2. Which coin had the highest negative score?
3. Which coin had the highest positive score?

In [None]:
# Initial imports
import os
import pandas as pd
from dotenv import load_dotenv
load_dotenv()
import nltk as nltk
nltk.download('vader_lexicon')
from nltk.sentiment.vader import SentimentIntensityAnalyzer
analyzer = SentimentIntensityAnalyzer()
from newsapi import NewsApiClient
%matplotlib inline

In [None]:
# Read your api key environment variable
api_key = os.getenv("news_api")


In [None]:
# Create a newsapi client
newsapi = NewsApiClient(api_key=api_key)


In [None]:
# Fetch the Bitcoin news articles
bitcoin_headlines = newsapi.get_everything(
    q="Bitcoin",
    language="en",
    page_size=100,
    sort_by="relevancy"
)


In [None]:
# Fetch the Ethereum news articles
ether_headlines = newsapi.get_everything(
    q="Ethereum",
    language="en",
    page_size=100,
    sort_by="relevancy"
)

In [None]:
# Create the Bitcoin sentiment scores DataFrame
bitcoin_sentiments = []

for article in bitcoin_headlines["articles"]:
    try:
        text = article["content"]
        date = article["publishedAt"][:10]
        sentiment = analyzer.polarity_scores(text)
        compound = sentiment["compound"]
        pos = sentiment["pos"]
        neu = sentiment["neu"]
        neg = sentiment["neg"]
        
        bitcoin_sentiments.append({
            "text": text,
            "date": date,
            "compound": compound,
            "positive": pos,
            "negative": neg,
            "neutral": neu
            
        })
        
    except AttributeError:
        pass
    
# Create DataFrame
bitcoin_df = pd.DataFrame(bitcoin_sentiments)

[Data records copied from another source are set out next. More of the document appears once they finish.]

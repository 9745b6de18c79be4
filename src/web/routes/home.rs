use axum::{extract::State, response::Html};

use crate::{web::WebResult, AppState};

/// The static landing page.
pub async fn home(State(app_state): State<AppState>) -> WebResult<Html<String>> {
    let body = app_state.templ_mgr.render_html_to_string("index.html")?;

    Ok(Html(body))
}
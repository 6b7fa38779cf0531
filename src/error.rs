//! Error types for the AniDB UDP client
//!
//! Domain-level server outcomes (e.g. "no such anime") are NOT errors; they
//! come back as status codes on [`crate::DecodedResult`]. Only transport,
//! encoding, decoding and session failures surface here.

use std::fmt;
use std::time::Duration;
use thiserror::Error;

/// Result type alias for client operations
pub type Result<T> = std::result::Result<T, ClientError>;

/// Client error taxonomy
#[derive(Error, Debug)]
pub enum ClientError {
    /// Network I/O error
    #[error("network I/O error: {0}")]
    Io(#[from] std::io::Error),

    /// No reply datagram arrived within the deadline
    #[error("no reply within {0:?}")]
    NetworkTimeout(Duration),

    /// Command could not be encoded (missing/unrepresentable parameter)
    #[error("encoding error: {message}")]
    Encoding { message: String },

    /// Reply does not match the minimal wire grammar
    #[error("malformed response: {message}")]
    MalformedResponse { message: String },

    /// A payload field failed to parse under its declared type
    #[error("field `{field}` in record {record} failed to decode: {message}")]
    FieldDecode {
        field: String,
        record: usize,
        message: String,
    },

    /// Outbound datagram exceeds the protocol size cap
    #[error("datagram size {size} exceeds maximum {max_size}")]
    PayloadTooLarge { size: usize, max_size: usize },

    /// An authenticated command was attempted without a live session
    #[error("no active session; authenticate first")]
    NoActiveSession,

    /// The server signaled that the session is invalid or expired
    #[error("session invalid or expired (server code {code})")]
    SessionExpired { code: u16 },

    /// Cache backing store failure
    #[error("cache store error: {message}")]
    Cache { message: String },
}

impl ClientError {
    /// Create an encoding error
    pub fn encoding(message: impl Into<String>) -> Self {
        Self::Encoding {
            message: message.into(),
        }
    }

    /// Create a malformed response error
    pub fn malformed(message: impl Into<String>) -> Self {
        Self::MalformedResponse {
            message: message.into(),
        }
    }

    /// Create a field decode error
    pub fn field_decode(
        field: impl Into<String>,
        record: usize,
        message: impl Into<String>,
    ) -> Self {
        Self::FieldDecode {
            field: field.into(),
            record,
            message: message.into(),
        }
    }

    /// Create a payload too large error
    pub fn payload_too_large(size: usize, max_size: usize) -> Self {
        Self::PayloadTooLarge { size, max_size }
    }

    /// Create a cache store error
    pub fn cache(message: impl Into<String>) -> Self {
        Self::Cache {
            message: message.into(),
        }
    }

    /// Check if this error may succeed on a caller-driven retry
    ///
    /// Retry policy belongs to the caller; AniDB flood control makes blind
    /// retries dangerous, so the library only classifies.
    pub fn is_recoverable(&self) -> bool {
        matches!(self, Self::Io(_) | Self::NetworkTimeout(_))
    }

    /// Check if this error indicates a need to re-authenticate
    pub fn requires_reauth(&self) -> bool {
        matches!(
            self,
            Self::NoActiveSession | Self::SessionExpired { .. }
        )
    }
}

/// Status code returned by the AniDB server
#[derive(Debug, Clone, Copy, PartialEq, Eq)]
pub struct ResponseCode(pub u16);

impl ResponseCode {
    /// Check if the code indicates success
    pub fn is_success(&self) -> bool {
        matches!(self.0, 200..=299)
    }

    /// Check if the code indicates a data reply (2xx/3xx with payload semantics)
    pub fn is_data(&self) -> bool {
        matches!(self.0, 200..=399)
    }

    /// Check if the code indicates an error reported by the server
    pub fn is_error(&self) -> bool {
        self.0 >= 500
    }

    /// Check if the code signals an invalid or expired session
    pub fn is_session_failure(&self) -> bool {
        matches!(self.0, 501 | 506)
    }

    /// Human-readable description of the code
    pub fn description(&self) -> &'static str {
        match self.0 {
            200 => "LOGIN ACCEPTED",
            201 => "LOGIN ACCEPTED - NEW VERSION AVAILABLE",
            203 => "LOGGED OUT",
            219 => "ENCODING CHANGED",
            230 => "ANIME",
            233 => "ANIME DESCRIPTION",
            235 => "CHARACTER",
            300 => "PONG",
            330 => "NO SUCH ANIME",
            335 => "NO SUCH CHARACTER",
            403 => "NOT LOGGED IN",
            500 => "LOGIN FAILED",
            501 => "LOGIN FIRST",
            502 => "ACCESS DENIED",
            503 => "CLIENT VERSION OUTDATED",
            504 => "CLIENT BANNED",
            505 => "ILLEGAL INPUT OR ACCESS DENIED",
            506 => "INVALID SESSION",
            519 => "ENCODING NOT SUPPORTED",
            555 => "BANNED",
            598 => "UNKNOWN COMMAND",
            600 => "INTERNAL SERVER ERROR",
            601 => "ANIDB OUT OF SERVICE",
            602 => "SERVER BUSY",
            604 => "TIMEOUT - DELAY AND RESUBMIT",
            _ => "UNKNOWN RESPONSE CODE",
        }
    }
}

impl fmt::Display for ResponseCode {
    fn fmt(&self, f: &mut fmt::Formatter<'_>) -> fmt::Result {
        write!(f, "{} {}", self.0, self.description())
    }
}
//! `amask` namespace for the ANIME command
//!
//! 56-bit mask, seven bytes, documented byte layout. OR the constants
//! together to select fields; [`FIELDS`] lists them in wire order.

use crate::protocol::fields::FieldKind;
use crate::protocol::masks::MaskBit;

// Byte 1
pub const AID: u64 = 1 << 55;
pub const DATE_FLAGS: u64 = 1 << 54;
pub const YEAR: u64 = 1 << 53;
pub const TYPE: u64 = 1 << 52;
pub const RELATED_AID_LIST: u64 = 1 << 51;
pub const RELATED_AID_TYPE: u64 = 1 << 50;

// Byte 2
pub const ROMAJI_NAME: u64 = 1 << 47;
pub const KANJI_NAME: u64 = 1 << 46;
pub const ENGLISH_NAME: u64 = 1 << 45;
pub const OTHER_NAME: u64 = 1 << 44;
pub const SHORT_NAME: u64 = 1 << 43;
pub const SYNONYM_LIST: u64 = 1 << 42;

// Byte 3
pub const EPISODES: u64 = 1 << 39;
pub const HIGHEST_EPISODE_NUMBER: u64 = 1 << 38;
pub const SPECIAL_EP_COUNT: u64 = 1 << 37;
pub const AIR_DATE: u64 = 1 << 36;
pub const END_DATE: u64 = 1 << 35;
pub const URL: u64 = 1 << 34;
pub const PICNAME: u64 = 1 << 33;

// Byte 4
pub const RATING: u64 = 1 << 31;
pub const VOTE_COUNT: u64 = 1 << 30;
pub const TEMP_RATING: u64 = 1 << 29;
pub const TEMP_VOTE: u64 = 1 << 28;
pub const AVERAGE_VIEW_RATING: u64 = 1 << 27;
pub const REVIEW_COUNT: u64 = 1 << 26;
pub const AWARD_LIST: u64 = 1 << 25;
pub const IS_18_RESTRICTED: u64 = 1 << 24;

// Byte 5
pub const ANN_ID: u64 = 1 << 22;
pub const ALLCINEMA_ID: u64 = 1 << 21;
pub const ANIME_NFO_ID: u64 = 1 << 20;
pub const TAG_NAME_LIST: u64 = 1 << 19;
pub const TAG_ID_LIST: u64 = 1 << 18;
pub const TAG_WEIGHT_LIST: u64 = 1 << 17;
pub const DATE_RECORD_UPDATED: u64 = 1 << 16;

// Byte 6
pub const CHARACTER_ID_LIST: u64 = 1 << 15;

// Byte 7
pub const SPECIALS_COUNT: u64 = 1 << 7;
pub const CREDITS_COUNT: u64 = 1 << 6;
pub const OTHER_COUNT: u64 = 1 << 5;
pub const TRAILER_COUNT: u64 = 1 << 4;
pub const PARODY_COUNT: u64 = 1 << 3;

/// Bit-to-field table, most significant bit first
pub static FIELDS: &[MaskBit] = &[
    // Byte 1
    MaskBit::new(AID, "aid", FieldKind::Int),
    MaskBit::new(DATE_FLAGS, "date_flags", FieldKind::Int),
    MaskBit::new(YEAR, "year", FieldKind::Str),
    MaskBit::new(TYPE, "type", FieldKind::Str),
    MaskBit::new(RELATED_AID_LIST, "related_aid_list", FieldKind::StrList),
    MaskBit::new(RELATED_AID_TYPE, "related_aid_type", FieldKind::Str),
    // Byte 2
    MaskBit::new(ROMAJI_NAME, "romaji_name", FieldKind::Str),
    MaskBit::new(KANJI_NAME, "kanji_name", FieldKind::Str),
    MaskBit::new(ENGLISH_NAME, "english_name", FieldKind::Str),
    MaskBit::new(OTHER_NAME, "other_name", FieldKind::Str),
    MaskBit::new(SHORT_NAME, "short_name", FieldKind::StrList),
    MaskBit::new(SYNONYM_LIST, "synonym_list", FieldKind::StrList),
    // Byte 3
    MaskBit::new(EPISODES, "episodes", FieldKind::Int),
    MaskBit::new(
        HIGHEST_EPISODE_NUMBER,
        "highest_episode_number",
        FieldKind::Int,
    ),
    MaskBit::new(SPECIAL_EP_COUNT, "special_ep_count", FieldKind::Int),
    MaskBit::new(AIR_DATE, "air_date", FieldKind::Date),
    MaskBit::new(END_DATE, "end_date", FieldKind::Date),
    MaskBit::new(URL, "url", FieldKind::Str),
    MaskBit::new(PICNAME, "picname", FieldKind::Str),
    // Byte 4
    MaskBit::new(RATING, "rating", FieldKind::Int),
    MaskBit::new(VOTE_COUNT, "vote_count", FieldKind::Int),
    MaskBit::new(TEMP_RATING, "temp_rating", FieldKind::Int),
    MaskBit::new(TEMP_VOTE, "temp_vote", FieldKind::Int),
    MaskBit::new(AVERAGE_VIEW_RATING, "average_view_rating", FieldKind::Int),
    MaskBit::new(REVIEW_COUNT, "review_count", FieldKind::Int),
    MaskBit::new(AWARD_LIST, "award_list", FieldKind::Str),
    MaskBit::new(IS_18_RESTRICTED, "is_18_restricted", FieldKind::Bool),
    // Byte 5
    MaskBit::new(ANN_ID, "ann_id", FieldKind::Int),
    MaskBit::new(ALLCINEMA_ID, "allcinema_id", FieldKind::Int),
    MaskBit::new(ANIME_NFO_ID, "anime_nfo_id", FieldKind::Str),
    MaskBit::new(TAG_NAME_LIST, "tag_name_list", FieldKind::StrList),
    MaskBit::new(TAG_ID_LIST, "tag_id_list", FieldKind::IntList),
    MaskBit::new(TAG_WEIGHT_LIST, "tag_weight_list", FieldKind::IntList),
    MaskBit::new(DATE_RECORD_UPDATED, "date_record_updated", FieldKind::Date),
    // Byte 6
    MaskBit::new(CHARACTER_ID_LIST, "character_id_list", FieldKind::IntList),
    // Byte 7
    MaskBit::new(SPECIALS_COUNT, "specials_count", FieldKind::Int),
    MaskBit::new(CREDITS_COUNT, "credits_count", FieldKind::Int),
    MaskBit::new(OTHER_COUNT, "other_count", FieldKind::Int),
    MaskBit::new(TRAILER_COUNT, "trailer_count", FieldKind::Int),
    MaskBit::new(PARODY_COUNT, "parody_count", FieldKind::Int),
];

# Reorder DataFrame columns
cols = ["date", "text", "compound", "positive", "negative", "neutral"]
bitcoin_df = bitcoin_df[cols]

bitcoin_df.head()



In [None]:
# Create the Ethereum sentiment scores DataFrame
ether_sentiments = []

for article in ether_headlines["articles"]:
    try:
        text = article["content"]
        date = article["publishedAt"][:10]
        sentiment = analyzer.polarity_scores(text)
        compound = sentiment["compound"]
        pos = sentiment["pos"]
        neu = sentiment["neu"]
        neg = sentiment["neg"]
        
        ether_sentiments.append({
            "text": text,
            "date": date,
            "compound": compound,
            "positive": pos,
            "negative": neg,
            "neutral": neu
            
        })
        
    except AttributeError:
        pass
    
# Create DataFrame
ether_df = pd.DataFrame(ether_sentiments)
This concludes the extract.